Prohibition strengthened the Mafia, providing them the opportunity, according to Joe Valachi, to get into racketeering in a big way, on the level with other, non-Mafia criminal organizations operating in the US. In 1922, Masseria survived an assassination attempt. He made Morello his conisigliere. Increasingly, the Mafia in the US overcame its provincial prejudices enough to forge working relationships with Jewish, Irish, and African-American criminals, and for the first mixed gangs to form. Yet a long simmering antagonism between Sicilians from Corleone and those from Castellammare del Golfo flared once more at the end of Prohibition.
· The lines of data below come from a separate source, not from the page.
use axum::{
    Json,
    extract::{Extension, Path, Query, State},
};

use crate::{
    AppState,
    error::AppError,
    routes::common::{
        ApiResponse, PageResult, clamp_page, message_to_api_response, success_to_api_response,
    },
    utils::Claims,
};

use super::model::{
    CreatePermissionRequest, PERMISSION_TYPES, Permission, PermissionQuery,
    UpdatePermissionRequest, would_create_cycle,
};

#[axum::debug_handler]
pub async fn create(
    Extension(claims): Extension<Claims>,
    State(state): State<AppState>,
    Json(req): Json<CreatePermissionRequest>,
) -> Result<Json<ApiResponse<Permission>>, AppError> {
    validate_code(&req.code)?;
    validate_name(&req.name)?;
    validate_type(&req.permission_type)?;

    if Permission::code_exists(&state.pool, &req.code, None).await? {
        return Err(AppError::Conflict("权限代码已存在".into()));
    }

    // 父级必须指向已存在的节点
    if let Some(parent_id) = req.parent_id {
        Permission::find_by_id(&state.pool, parent_id)
            .await?
            .ok_or_else(|| AppError::NotFound("父级权限不存在".into()))?;
    }

    let permission = Permission::create(&state.pool, &req, &claims.user_name).await?;

    Ok(success_to_api_response(permission))
}

#[axum::debug_handler]
pub async fn list(
    State(state): State<AppState>,
    Query(query): Query<PermissionQuery>,
) -> Result<Json<ApiResponse<PageResult<Permission>>>, AppError> {
    let (page_num, page_size) = clamp_page(query.page_num, query.page_size);

    let (permissions, total) = Permission::list(&state.pool, &query, page_num, page_size).await?;

    Ok(success_to_api_response(PageResult::new(
        permissions,
        total,
        page_num,
        page_size,
    )))
}

/// 不分页返回全部权限，树形结构由前端按 parentId 组装
#[axum::debug_handler]
pub async fn tree(
    State(state): State<AppState>,
) -> Result<Json<ApiResponse<Vec<Permission>>>, AppError> {
    let permissions = Permission::tree(&state.pool).await?;
    Ok(success_to_api_response(permissions))
}

#[axum::debug_handler]
pub async fn get_one(
    State(state): State<AppState>,
    Path(id): Path<i64>,
) -> Result<Json<ApiResponse<Permission>>, AppError> {
    let permission = Permission::find_by_id(&state.pool, id)
        .await?
        .ok_or_else(|| AppError::NotFound(format!("ID为 {} 的权限不存在", id)))?;

    Ok(success_to_api_response(permission))
}

#[axum::debug_handler]
pub async fn get_by_code(
    State(state): State<AppState>,
    Path(code): Path<String>,
) -> Result<Json<ApiResponse<Permission>>, AppError> {
    let permission = Permission::find_by_code(&state.pool, &code)
        .await?
        .ok_or_else(|| AppError::NotFound(format!("权限代码 {} 不存在", code)))?;

    Ok(success_to_api_response(permission))
}

#[axum::debug_handler]
pub async fn update(
    Extension(claims): Extension<Claims>,
    State(state): State<AppState>,
    Path(id): Path<i64>,
    Json(req): Json<UpdatePermissionRequest>,
) -> Result<Json<ApiResponse<Permission>>, AppError> {
    let permission = Permission::find_by_id(&state.pool, id)
        .await?
        .ok_or_else(|| AppError::NotFound(format!("ID为 {} 的权限不存在", id)))?;

    let code = match &req.code {
        Some(code) if code != &permission.code => {
            validate_code(code)?;
            if Permission::code_exists(&state.pool, code, Some(id)).await? {
                return Err(AppError::Conflict("权限代码已存在".into()));
            }
            code.clone()
        }
        _ => permission.code.clone(),
    };

    let name = match &req.name {
        Some(name) => {
            validate_name(name)?;
            name.clone()
        }
        None => permission.name.clone(),
    };

    let permission_type = match &req.permission_type {
        Some(t) => {
            validate_type(t)?;
            t.clone()
        }
        None => permission.permission_type.clone(),
    };

    // 父级变更时校验目标存在且不形成环
    let parent_id = match req.parent_id {
        Some(new_parent) if req.parent_id != permission.parent_id => {
            Permission::find_by_id(&state.pool, new_parent)
                .await?
                .ok_or_else(|| AppError::NotFound("父级权限不存在".into()))?;

            let links = Permission::parent_links(&state.pool).await?;
            if would_create_cycle(&links, id, Some(new_parent)) {
                return Err(AppError::Conflict("父级权限不能形成循环引用".into()));
            }
            Some(new_parent)
        }
        _ => permission.parent_id,
    };

    let description = req.description.clone().or_else(|| permission.description.clone());
    let resource = req.resource.clone().or_else(|| permission.resource.clone());
    let method = req.method.clone().or_else(|| permission.method.clone());
    let sort = req.sort.unwrap_or(permission.sort);
    let is_active = req.is_active.unwrap_or(permission.is_active);

    let updated = Permission::update(
        &state.pool,
        id,
        &code,
        &name,
        description.as_deref(),
        &permission_type,
        resource.as_deref(),
        method.as_deref(),
        parent_id,
        sort,
        is_active,
        &claims.user_name,
    )
    .await?;

    Ok(success_to_api_response(updated))
}

#[axum::debug_handler]
pub async fn remove(
    State(state): State<AppState>,
    Path(id): Path<i64>,
) -> Result<Json<ApiResponse<()>>, AppError> {
    Permission::find_by_id(&state.pool, id)
        .await?
        .ok_or_else(|| AppError::NotFound(format!("ID为 {} 的权限不存在", id)))?;

    // 有子级时禁止删除，不做级联
    if Permission::children_count(&state.pool, id).await? > 0 {
        return Err(AppError::Conflict("该权限下存在子权限，无法删除".into()));
    }

    Permission::delete(&state.pool, id).await?;

    Ok(message_to_api_response("删除成功"))
}

fn validate_code(code: &str) -> Result<(), AppError> {
    if code.trim().is_empty() || code.len() > 50 {
        return Err(AppError::Validation("权限代码长度必须在1到50个字符之间".into()));
    }
    Ok(())
}

fn validate_name(name: &str) -> Result<(), AppError> {
    let len = name.chars().count();
    if name.trim().is_empty() || len > 50 {
        return Err(AppError::Validation("权限名称长度必须在1到50个字符之间".into()));
    }
    Ok(())
}

fn validate_type(permission_type: &str) -> Result<(), AppError> {
    if !PERMISSION_TYPES.contains(&permission_type) {
        return Err(AppError::Validation(
            "权限类型必须是 api/menu/button 之一".into(),
        ));
    }
    Ok(())
}
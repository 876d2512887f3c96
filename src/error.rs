use axum::Json;
use axum::{
    http::StatusCode,
    response::{IntoResponse, Response},
};
use chrono::Utc;
use serde::Serialize;
use thiserror::Error;

/// 统一业务错误，按固定的HTTP状态码对外呈现
#[derive(Debug, Error)]
pub enum AppError {
    #[error("{0}")]
    Validation(String),
    #[error("{0}")]
    Unauthorized(String),
    #[error("{0}")]
    Forbidden(String),
    #[error("{0}")]
    NotFound(String),
    #[error("{0}")]
    Conflict(String),
    #[error("{0}")]
    TooManyRequests(String),
    #[error("{0}")]
    Internal(String),
}

/// 统一错误响应体，path 字段由响应中间件补充
#[derive(Serialize)]
struct ErrorBody {
    code: u16,
    message: String,
    data: Option<()>,
    timestamp: String,
}

impl AppError {
    fn status(&self) -> StatusCode {
        match self {
            AppError::Validation(_) => StatusCode::BAD_REQUEST,
            AppError::Unauthorized(_) => StatusCode::UNAUTHORIZED,
            AppError::Forbidden(_) => StatusCode::FORBIDDEN,
            AppError::NotFound(_) => StatusCode::NOT_FOUND,
            AppError::Conflict(_) => StatusCode::CONFLICT,
            AppError::TooManyRequests(_) => StatusCode::TOO_MANY_REQUESTS,
            AppError::Internal(_) => StatusCode::INTERNAL_SERVER_ERROR,
        }
    }
}

impl IntoResponse for AppError {
    fn into_response(self) -> Response {
        let status = self.status();

        // 内部错误只记录日志，不把细节暴露给调用方
        let message = match &self {
            AppError::Internal(detail) => {
                tracing::error!("internal error: {}", detail);
                "内部服务器错误".to_string()
            }
            other => other.to_string(),
        };

        let body = Json(ErrorBody {
            code: status.as_u16(),
            message,
            data: None,
            timestamp: Utc::now().to_rfc3339(),
        });

        (status, body).into_response()
    }
}

/// 唯一约束冲突判定，应用层预检查失败后的兜底
pub fn is_unique_violation(err: &sqlx::Error) -> bool {
    err.as_database_error()
        .map(|e| matches!(e.kind(), sqlx::error::ErrorKind::UniqueViolation))
        .unwrap_or(false)
}

impl From<sqlx::Error> for AppError {
    fn from(err: sqlx::Error) -> Self {
        match &err {
            sqlx::Error::RowNotFound => AppError::NotFound("资源不存在".into()),
            _ if is_unique_violation(&err) => AppError::Conflict("数据已存在".into()),
            _ => AppError::Internal(format!("database error: {}", err)),
        }
    }
}

impl From<redis::RedisError> for AppError {
    fn from(err: redis::RedisError) -> Self {
        AppError::Internal(format!("redis error: {}", err))
    }
}

#[cfg(test)]
mod tests {
    use super::*;

    #[test]
    fn error_status_mapping() {
        assert_eq!(
            AppError::Validation("x".into()).status(),
            StatusCode::BAD_REQUEST
        );
        assert_eq!(
            AppError::Unauthorized("x".into()).status(),
            StatusCode::UNAUTHORIZED
        );
        assert_eq!(
            AppError::Forbidden("x".into()).status(),
            StatusCode::FORBIDDEN
        );
        assert_eq!(
            AppError::NotFound("x".into()).status(),
            StatusCode::NOT_FOUND
        );
        assert_eq!(AppError::Conflict("x".into()).status(), StatusCode::CONFLICT);
        assert_eq!(
            AppError::Internal("x".into()).status(),
            StatusCode::INTERNAL_SERVER_ERROR
        );
    }

    #[test]
    fn row_not_found_maps_to_not_found() {
        let err = AppError::from(sqlx::Error::RowNotFound);
        assert!(matches!(err, AppError::NotFound(_)));
    }
}
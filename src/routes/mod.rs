pub mod auth;
pub mod common;
pub mod permissions;
pub mod roles;
pub mod users;
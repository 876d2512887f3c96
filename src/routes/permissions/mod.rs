mod handler;
pub mod model;

pub use handler::{create, get_by_code, get_one, list, remove, tree, update};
The Castellammarese War of 1930 in New York was a colonial war. On one side was Joe Masseria, the most powerful figure in organized crime, with a coalition of allies including the Corleonesi Giuseppe Morello, Lucky Luciano (from Lercara Friddi), and Al Capone (born in New York of Italian mainland parents). On the other side were Salvatore Maranzano and the Castellammarese, backed by Don Vito Cascio Ferro, one of the most powerful men in Sicily at the time. Cascio Ferro sent Salvatore Maranzano to New York to form a monopoly on criminal enterprise. When Joe Valachi got out of prison the first time, he emerged to learn of “trouble in the air” between Tom Gagliano and Ciro Terranova. This was the beginning of the war.

This war is often characterized as one between the “Young Turks” behind Masseria, and the “Mustache Petes” on Maranzano’s. Although Masseria was killed first, it was the Young Turks who ultimately won New York.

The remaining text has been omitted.